### Your task
Report each line of the records below that uses the word "Option".

### Supplied information
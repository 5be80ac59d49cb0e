//! Vote rows and the "my votes" view.

use serde::{Deserialize, Serialize};
use tba_core::marker::GroupType;
use tba_core::types::{CategoryId, MarkerId, Timestamp, UserId};
use tba_core::vote::{VoteState, VoteValue};

use super::ids::opt_text_id;

/// A row from the `votes` table. One per (marker, user).
#[derive(Debug, Clone, PartialEq, Serialize, Deserialize)]
pub struct Vote {
    pub marker_id: MarkerId,
    pub user_id: UserId,
    pub vote: VoteValue,
    pub is_active: bool,
    #[serde(default)]
    pub updated_at: Option<Timestamp>,
}

impl Vote {
    pub fn state(&self) -> VoteState {
        VoteState::from_row(Some((self.vote, self.is_active)))
    }
}

/// DTO for saving a vote.
#[derive(Debug, Clone, Copy, Deserialize)]
pub struct SaveVote {
    pub vote: VoteValue,
}

/// One line of the "my votes" table: an active vote with its marker.
#[derive(Debug, Clone, Serialize)]
pub struct MyVote {
    pub marker_id: MarkerId,
    pub vote: VoteValue,
    pub updated_at: Option<Timestamp>,
    pub title: String,
    pub group_type: GroupType,
    pub category_id: Option<CategoryId>,
    pub category_name: String,
    /// The marker itself may have been deactivated since the vote.
    pub marker_active: bool,
}

/// Columns read when only the category is needed.
#[derive(Debug, Clone, Deserialize)]
pub(crate) struct CategoryRef {
    #[serde(default, deserialize_with = "opt_text_id")]
    pub category_id: Option<CategoryId>,
}
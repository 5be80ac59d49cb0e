//! Write flows shared by the JSON API and the page forms.
//!
//! Each flow validates its input, checks the referenced rows, and performs
//! the writes in order. Nothing is rolled back: when the creator's vote fails
//! after the marker was inserted, the marker stays and the failure is
//! reported next to it.

use serde::{Deserialize, Serialize};
use tba_core::error::CoreError;
use tba_core::marker::validate_product_brand;
use tba_core::types::{MarkerId, UserId};
use tba_core::vote::{VoteState, VoteValue};
use tba_db::models::marker::{CreatePlace, CreateProduct, Marker, UpdateMarker};
use tba_db::models::vote::Vote;
use tba_db::repositories::{BrandRepo, CategoryRepo, MarkerRepo, ProductOutcome, VoteRepo};
use tba_db::RowStore;
use validator::Validate;

use crate::error::{AppError, AppResult};

/// Body of `POST /api/v1/places`.
#[derive(Debug, Clone, Deserialize)]
pub struct NewPlace {
    pub title: String,
    pub category_id: String,
    #[serde(default)]
    pub address: Option<String>,
    pub lat: Option<f64>,
    pub lon: Option<f64>,
    /// The creator's own vote.
    #[serde(default)]
    pub vote: VoteValue,
}

/// Body of `POST /api/v1/products`.
#[derive(Debug, Clone, Deserialize)]
pub struct NewProduct {
    pub title: String,
    pub category_id: String,
    pub brand_id: String,
    #[serde(default)]
    pub vote: VoteValue,
}

/// A freshly inserted marker.
#[derive(Debug, Clone, Serialize)]
pub struct Created {
    pub marker: Marker,
    /// Set when the marker was saved but the creator's vote was not.
    pub vote_error: Option<String>,
}

/// Result of adding a product.
#[derive(Debug, Clone)]
pub enum ProductCreated {
    New(Created),
    /// A product with the same category and brand already exists.
    Existing(MarkerId),
}

fn invalid(message: &str) -> AppError {
    AppError::Core(CoreError::Validation(message.to_string()))
}

/// Insert a place and record the creator's vote.
pub async fn create_place(
    store: &dyn RowStore,
    user_id: UserId,
    input: NewPlace,
) -> AppResult<Created> {
    let dto = CreatePlace {
        title: input.title,
        category_id: input.category_id,
        address: input.address,
        lat: input.lat,
        lon: input.lon,
        rating_manual: Some(f64::from(input.vote.get())),
    }
    .normalized();
    dto.validate()?;

    if dto.lat.is_none() {
        return Err(invalid("Click the map to pick a location first."));
    }
    match CategoryRepo::find_by_id(store, &dto.category_id).await? {
        Some(c) if c.is_active && c.for_places => {}
        _ => return Err(invalid("Pick a place category.")),
    }

    let marker = MarkerRepo::create_place(store, &dto).await?;
    tracing::info!(marker_id = %marker.id, user_id = %user_id, "Place created");

    let vote_error = creator_vote(store, &marker, user_id, input.vote).await;
    Ok(Created { marker, vote_error })
}

/// Insert a product unless its (category, brand) pair exists, and record
/// the creator's vote on a new one.
pub async fn create_product(
    store: &dyn RowStore,
    user_id: UserId,
    input: NewProduct,
) -> AppResult<ProductCreated> {
    let dto = CreateProduct {
        title: input.title,
        category_id: input.category_id,
        brand_id: input.brand_id,
        rating_manual: Some(f64::from(input.vote.get())),
    }
    .normalized();
    dto.validate()?;

    match CategoryRepo::find_by_id(store, &dto.category_id).await? {
        Some(c) if c.is_active && c.for_products => {}
        _ => return Err(invalid("Pick a product category.")),
    }
    match BrandRepo::find_by_id(store, &dto.brand_id).await? {
        Some(b) if b.is_active => {}
        _ => return Err(invalid("Brand is required.")),
    }

    match MarkerRepo::create_product(store, &dto).await? {
        ProductOutcome::Existing(id) => {
            tracing::info!(marker_id = %id, "Product exists, redirecting");
            Ok(ProductCreated::Existing(id))
        }
        ProductOutcome::Created(marker) => {
            tracing::info!(marker_id = %marker.id, user_id = %user_id, "Product created");
            let vote_error = creator_vote(store, &marker, user_id, input.vote).await;
            Ok(ProductCreated::New(Created { marker, vote_error }))
        }
    }
}

async fn creator_vote(
    store: &dyn RowStore,
    marker: &Marker,
    user_id: UserId,
    vote: VoteValue,
) -> Option<String> {
    match VoteRepo::save(store, marker.id, user_id, vote).await {
        Ok(_) => None,
        Err(e) => {
            tracing::warn!(marker_id = %marker.id, error = %e, "Creator vote failed");
            let noun = if marker.is_place() { "Place" } else { "Product" };
            Some(format!("{noun} saved ✅ but vote failed: {e}"))
        }
    }
}

/// An active marker, or the error explaining why it cannot be changed.
async fn editable(store: &dyn RowStore, id: MarkerId) -> AppResult<Marker> {
    let marker = existing(store, id).await?;
    if !marker.is_active {
        return Err(AppError::Core(CoreError::Conflict(
            "This marker is inactive.".into(),
        )));
    }
    Ok(marker)
}

/// Overwrite a marker's editable fields. Last write wins.
pub async fn update_marker(
    store: &dyn RowStore,
    id: MarkerId,
    input: UpdateMarker,
) -> AppResult<Marker> {
    let current = editable(store, id).await?;
    let mut dto = input.normalized();
    dto.validate()?;

    let category = CategoryRepo::find_by_id(store, &dto.category_id)
        .await?
        .filter(|c| c.is_active);
    if current.is_place() {
        dto.brand_id = None;
        if !category.is_some_and(|c| c.for_places) {
            return Err(invalid("Pick a place category."));
        }
    } else {
        validate_product_brand(dto.brand_id.as_deref()).map_err(CoreError::Validation)?;
        dto.lat = None;
        dto.lon = None;
        dto.address = None;
        if !category.is_some_and(|c| c.for_products) {
            return Err(invalid("Pick a product category."));
        }
        let brand_id = dto.brand_id.as_deref().unwrap_or_default();
        match BrandRepo::find_by_id(store, brand_id).await? {
            Some(b) if b.is_active => {}
            _ => return Err(invalid("Brand is required.")),
        }
    }

    let updated = MarkerRepo::update(store, id, &dto)
        .await?
        .ok_or_else(|| AppError::Core(CoreError::not_found("Marker", id)))?;
    tracing::info!(marker_id = %id, "Marker updated");
    Ok(updated)
}

/// Soft-delete a marker.
pub async fn deactivate_marker(store: &dyn RowStore, id: MarkerId) -> AppResult<()> {
    editable(store, id).await?;
    if !MarkerRepo::deactivate(store, id).await? {
        return Err(AppError::Core(CoreError::Conflict(
            "This marker is inactive.".into(),
        )));
    }
    tracing::info!(marker_id = %id, "Marker deactivated");
    Ok(())
}

async fn existing(store: &dyn RowStore, id: MarkerId) -> AppResult<Marker> {
    MarkerRepo::find_by_id(store, id)
        .await?
        .ok_or_else(|| AppError::Core(CoreError::not_found("Marker", id)))
}

/// Save the user's vote on a marker.
pub async fn save_vote(
    store: &dyn RowStore,
    marker_id: MarkerId,
    user_id: UserId,
    value: VoteValue,
) -> AppResult<Vote> {
    editable(store, marker_id).await?;
    let vote = VoteRepo::save(store, marker_id, user_id, value).await?;
    tracing::info!(marker_id = %marker_id, user_id = %user_id, vote = value.get(), "Vote saved");
    Ok(vote)
}

/// Clear the user's vote, keeping its value.
pub async fn clear_vote(
    store: &dyn RowStore,
    marker_id: MarkerId,
    user_id: UserId,
) -> AppResult<VoteState> {
    editable(store, marker_id).await?;
    let state = VoteRepo::clear(store, marker_id, user_id).await?;
    tracing::info!(marker_id = %marker_id, user_id = %user_id, "Vote cleared");
    Ok(state)
}

/// Bring back a cleared vote with its retained value.
pub async fn reactivate_vote(
    store: &dyn RowStore,
    marker_id: MarkerId,
    user_id: UserId,
) -> AppResult<Vote> {
    editable(store, marker_id).await?;
    let vote = VoteRepo::reactivate(store, marker_id, user_id)
        .await?
        .ok_or_else(|| {
            AppError::Core(CoreError::Conflict(
                "There is no earlier vote to bring back.".into(),
            ))
        })?;
    tracing::info!(marker_id = %marker_id, user_id = %user_id, "Vote reactivated");
    Ok(vote)
}

/// Parse a 1–10 vote typed into a form.
pub fn parse_vote(raw: &str) -> AppResult<VoteValue> {
    raw.trim()
        .parse::<i64>()
        .ok()
        .and_then(|n| VoteValue::new(n).ok())
        .ok_or_else(|| invalid("Vote must be 1–10."))
}

#[cfg(test)]
mod tests {
    use assert_matches::assert_matches;

    use super::*;

    #[test]
    fn parse_vote_bounds() {
        assert_eq!(parse_vote(" 10 ").unwrap().get(), 10);
        assert_matches!(
            parse_vote("0"),
            Err(AppError::Core(CoreError::Validation(m))) if m == "Vote must be 1–10."
        );
        assert!(parse_vote("eleven").is_err());
    }

    #[test]
    fn new_place_vote_defaults() {
        let input: NewPlace = serde_json::from_value(serde_json::json!({
            "title": "Da Michele",
            "category_id": "1",
            "lat": 40.85,
            "lon": 14.26
        }))
        .unwrap();
        assert_eq!(input.vote.get(), 7);
        assert_eq!(input.address, None);
    }

    #[test]
    fn new_product_rejects_out_of_range_vote() {
        let result: Result<NewProduct, _> = serde_json::from_value(serde_json::json!({
            "title": "Excellence 70%",
            "category_id": "3",
            "brand_id": "10",
            "vote": 11
        }));
        assert!(result.is_err());
    }
}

### Exercise solution
    pub updated_at: Option<Timestamp>,
    pub updated_at: Option<Timestamp>,
    pub category_id: Option<CategoryId>,
    pub category_id: Option<CategoryId>,
    pub address: Option<String>,
    pub lat: Option<f64>,
    pub lon: Option<f64>,
    pub vote_error: Option<String>,
) -> Option<String> {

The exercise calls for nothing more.